//! In-process dense value table persisted as MessagePack.
//!
//! The whole table lives in one `Vec<f32>` guarded by a mutex. Persisting
//! writes a versioned MessagePack document next to the target file and
//! renames it into place, so a crash mid-write never leaves a truncated
//! table behind.

use std::{
    fs::{self, File},
    io::{BufReader, BufWriter, ErrorKind, Write},
    path::{Path, PathBuf},
    sync::{Arc, Mutex, MutexGuard, PoisonError},
};

use serde::{Deserialize, Serialize};
use tracing::debug;

use crate::{
    Result,
    error::Error,
    ports::{
        UNVISITED, ValueTable, ValueTableStore,
        value_table::cell_count,
    },
};

const FORMAT_VERSION: u32 = 1;

#[derive(Serialize)]
struct SavedTableRef<'a> {
    version: u32,
    num_states: u64,
    num_actions: usize,
    values: &'a [f32],
}

#[derive(Deserialize)]
struct SavedTable {
    version: u32,
    num_states: u64,
    num_actions: usize,
    values: Vec<f32>,
}

/// Value table held entirely in process memory.
pub struct DenseValueTable {
    name: String,
    path: Option<PathBuf>,
    num_states: u64,
    num_actions: usize,
    cells: Mutex<Vec<f32>>,
}

impl DenseValueTable {
    /// Allocate a table that persists to `path`.
    pub fn create(
        name: &str,
        path: Option<PathBuf>,
        num_states: u64,
        num_actions: usize,
    ) -> Result<Self> {
        let out_of_resources = || Error::OutOfResources {
            name: name.to_string(),
            states: num_states,
            actions: num_actions,
        };

        let len = cell_count(num_states, num_actions).ok_or_else(out_of_resources)?;
        let mut cells = Vec::new();
        cells
            .try_reserve_exact(len)
            .map_err(|_| out_of_resources())?;
        cells.resize(len, UNVISITED);

        Ok(Self {
            name: name.to_string(),
            path,
            num_states,
            num_actions,
            cells: Mutex::new(cells),
        })
    }

    /// Allocate a table with no durable copy; `persist` is a no-op.
    pub fn in_memory(name: &str, num_states: u64, num_actions: usize) -> Result<Self> {
        Self::create(name, None, num_states, num_actions)
    }

    /// Load a table written by [`ValueTable::persist`].
    pub fn load(name: &str, path: &Path, num_states: u64, num_actions: usize) -> Result<Self> {
        let file = match File::open(path) {
            Ok(file) => file,
            Err(source) if source.kind() == ErrorKind::NotFound => {
                return Err(Error::TableNotFound {
                    name: name.to_string(),
                });
            }
            Err(source) => {
                return Err(Error::Io {
                    operation: format!("open value table {path:?}"),
                    source,
                });
            }
        };

        let saved: SavedTable = rmp_serde::decode::from_read(BufReader::new(file)).map_err(
            |e| Error::MalformedTable {
                name: name.to_string(),
                reason: e.to_string(),
            },
        )?;

        if saved.version != FORMAT_VERSION {
            return Err(Error::MalformedTable {
                name: name.to_string(),
                reason: format!(
                    "unsupported format version {} (expected {FORMAT_VERSION})",
                    saved.version
                ),
            });
        }

        if saved.num_states != num_states || saved.num_actions != num_actions {
            return Err(Error::DimensionMismatch {
                name: name.to_string(),
                expected_states: num_states,
                expected_actions: num_actions,
                found_states: saved.num_states,
                found_actions: saved.num_actions,
            });
        }

        if Some(saved.values.len()) != cell_count(num_states, num_actions) {
            return Err(Error::MalformedTable {
                name: name.to_string(),
                reason: format!("expected {num_states}x{num_actions} values, found {}", saved.values.len()),
            });
        }

        Ok(Self {
            name: name.to_string(),
            path: Some(path.to_path_buf()),
            num_states,
            num_actions,
            cells: Mutex::new(saved.values),
        })
    }

    /// Copy of every cell, row-major by state.
    pub fn snapshot(&self) -> Vec<f32> {
        self.cells().clone()
    }

    fn cells(&self) -> MutexGuard<'_, Vec<f32>> {
        self.cells.lock().unwrap_or_else(PoisonError::into_inner)
    }

    fn index(&self, state: u64, action: usize) -> usize {
        assert!(
            state < self.num_states && action < self.num_actions,
            "cell ({state}, {action}) outside {}x{} table '{}'",
            self.num_states,
            self.num_actions,
            self.name
        );
        state as usize * self.num_actions + action
    }

    fn write_to(&self, path: &Path) -> Result<()> {
        let staging = path.with_extension("partial");
        let file = File::create(&staging).map_err(|source| Error::Io {
            operation: format!("create file {staging:?}"),
            source,
        })?;
        let mut writer = BufWriter::new(file);

        {
            let cells = self.cells();
            let saved = SavedTableRef {
                version: FORMAT_VERSION,
                num_states: self.num_states,
                num_actions: self.num_actions,
                values: &cells,
            };
            rmp_serde::encode::write(&mut writer, &saved).map_err(|e| {
                Error::SerializationContext {
                    operation: format!("serialize value table '{}' to MessagePack", self.name),
                    message: e.to_string(),
                }
            })?;
        }

        writer.flush().map_err(|source| Error::Io {
            operation: format!("flush file {staging:?}"),
            source,
        })?;
        drop(writer);

        fs::rename(&staging, path).map_err(|source| Error::Io {
            operation: format!("move {staging:?} to {path:?}"),
            source,
        })
    }
}

impl ValueTable for DenseValueTable {
    fn name(&self) -> &str {
        &self.name
    }

    fn num_states(&self) -> u64 {
        self.num_states
    }

    fn num_actions(&self) -> usize {
        self.num_actions
    }

    fn value(&self, state: u64, action: usize) -> f32 {
        let index = self.index(state, action);
        self.cells()[index]
    }

    fn set_value(&self, state: u64, action: usize, value: f32) {
        let index = self.index(state, action);
        self.cells()[index] = value;
    }

    fn update(&self, state: u64, action: usize, op: &mut dyn FnMut(f32) -> f32) -> f32 {
        let index = self.index(state, action);
        let mut cells = self.cells();
        let value = op(cells[index]);
        cells[index] = value;
        value
    }

    fn max_value(&self, state: u64) -> f32 {
        let start = self.index(state, 0);
        self.cells()[start..start + self.num_actions]
            .iter()
            .copied()
            .fold(f32::NEG_INFINITY, f32::max)
    }

    fn persist(&self) -> Result<()> {
        match &self.path {
            Some(path) => self.write_to(path),
            None => {
                debug!(table = %self.name, "in-memory table, nothing to persist");
                Ok(())
            }
        }
    }
}

/// Store that keeps tables in memory and persists them as MessagePack files.
///
/// Table names are file names, resolved against an optional root directory.
#[derive(Debug, Clone, Default)]
pub struct DenseTableStore {
    root: Option<PathBuf>,
}

impl DenseTableStore {
    /// Resolve table names against the working directory.
    pub fn new() -> Self {
        Self { root: None }
    }

    /// Resolve table names against `root`.
    pub fn with_root(root: impl Into<PathBuf>) -> Self {
        Self {
            root: Some(root.into()),
        }
    }

    fn path_for(&self, name: &str) -> PathBuf {
        match &self.root {
            Some(root) => root.join(name),
            None => PathBuf::from(name),
        }
    }
}

impl ValueTableStore for DenseTableStore {
    fn create(
        &self,
        name: &str,
        num_states: u64,
        num_actions: usize,
    ) -> Result<Arc<dyn ValueTable>> {
        let table = DenseValueTable::create(name, Some(self.path_for(name)), num_states, num_actions)?;
        Ok(Arc::new(table))
    }

    fn load(&self, name: &str, num_states: u64, num_actions: usize) -> Result<Arc<dyn ValueTable>> {
        let table = DenseValueTable::load(name, &self.path_for(name), num_states, num_actions)?;
        Ok(Arc::new(table))
    }

    fn kind(&self) -> &'static str {
        "dense"
    }
}

#[cfg(test)]
mod tests {
    use tempfile::TempDir;

    use super::*;

    #[test]
    fn test_fresh_table_is_unvisited() {
        let table = DenseValueTable::in_memory("fresh", 16, 4).unwrap();
        for state in 0..16 {
            for action in 0..4 {
                assert_eq!(table.value(state, action), UNVISITED);
            }
            assert_eq!(table.max_value(state), UNVISITED);
        }
    }

    #[test]
    fn test_set_value_touches_one_cell() {
        let table = DenseValueTable::in_memory("cells", 16, 4).unwrap();
        table.set_value(5, 2, 3.5);

        for state in 0..16 {
            for action in 0..4 {
                let expected = if (state, action) == (5, 2) { 3.5 } else { UNVISITED };
                assert_eq!(table.value(state, action), expected);
            }
        }
        assert_eq!(table.max_value(5), 3.5);
    }

    #[test]
    fn test_update_returns_written_value() {
        let table = DenseValueTable::in_memory("update", 4, 4).unwrap();
        let written = table.update(1, 1, &mut |old| old + 0.5);
        assert_eq!(written, -0.5);
        assert_eq!(table.value(1, 1), -0.5);
    }

    #[test]
    #[should_panic]
    fn test_action_out_of_range_panics() {
        let table = DenseValueTable::in_memory("oob", 4, 4).unwrap();
        table.value(0, 4);
    }

    #[test]
    fn test_oversized_table_is_out_of_resources() {
        let result = DenseValueTable::in_memory("huge", u64::MAX, 63);
        assert!(matches!(result, Err(Error::OutOfResources { .. })));
    }

    #[test]
    fn test_persist_and_load_roundtrip() {
        let temp_dir = TempDir::new().expect("Failed to create temp dir");
        let store = DenseTableStore::with_root(temp_dir.path());

        let table = store.create("q1.dat", 64, 6).unwrap();
        table.set_value(0, 0, 10.0);
        table.set_value(63, 5, -7.25);
        table.set_value(17, 3, 0.125);
        table.persist().unwrap();

        let loaded = store.load("q1.dat", 64, 6).unwrap();
        for state in 0..64 {
            for action in 0..6 {
                assert_eq!(loaded.value(state, action), table.value(state, action));
            }
        }
        assert!(!temp_dir.path().join("q1.partial").exists());
    }

    #[test]
    fn test_load_dimension_mismatch() {
        let temp_dir = TempDir::new().expect("Failed to create temp dir");
        let store = DenseTableStore::with_root(temp_dir.path());
        store.create("q.dat", 16, 4).unwrap().persist().unwrap();

        let result = store.load("q.dat", 16, 5);
        assert!(matches!(
            result,
            Err(Error::DimensionMismatch {
                expected_actions: 5,
                found_actions: 4,
                ..
            })
        ));
    }

    #[test]
    fn test_load_missing_is_not_found() {
        let temp_dir = TempDir::new().expect("Failed to create temp dir");
        let store = DenseTableStore::with_root(temp_dir.path());
        let result = store.load("missing.dat", 16, 4);
        assert!(matches!(result, Err(Error::TableNotFound { .. })));
    }

    #[test]
    fn test_load_garbage_is_malformed() {
        let temp_dir = TempDir::new().expect("Failed to create temp dir");
        fs::write(temp_dir.path().join("junk.dat"), b"not a table").unwrap();
        let store = DenseTableStore::with_root(temp_dir.path());
        let result = store.load("junk.dat", 16, 4);
        assert!(matches!(result, Err(Error::MalformedTable { .. })));
    }

    #[test]
    fn test_persist_to_invalid_path_returns_error() {
        let table = DenseValueTable::create(
            "bad",
            Some(PathBuf::from("/invalid_dir_12345/q.dat")),
            4,
            4,
        )
        .unwrap();
        assert!(table.persist().is_err());
    }
}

---*---

## TO DO
Copy out each line of the entries where the word "operation" is found.

## COMPLETED EXERCISE
                    operation: format!("open value table {path:?}"),
            operation: format!("create file {staging:?}"),
                    operation: format!("serialize value table '{}' to MessagePack", self.name),
            operation: format!("flush file {staging:?}"),
            operation: format!("move {staging:?} to {path:?}"),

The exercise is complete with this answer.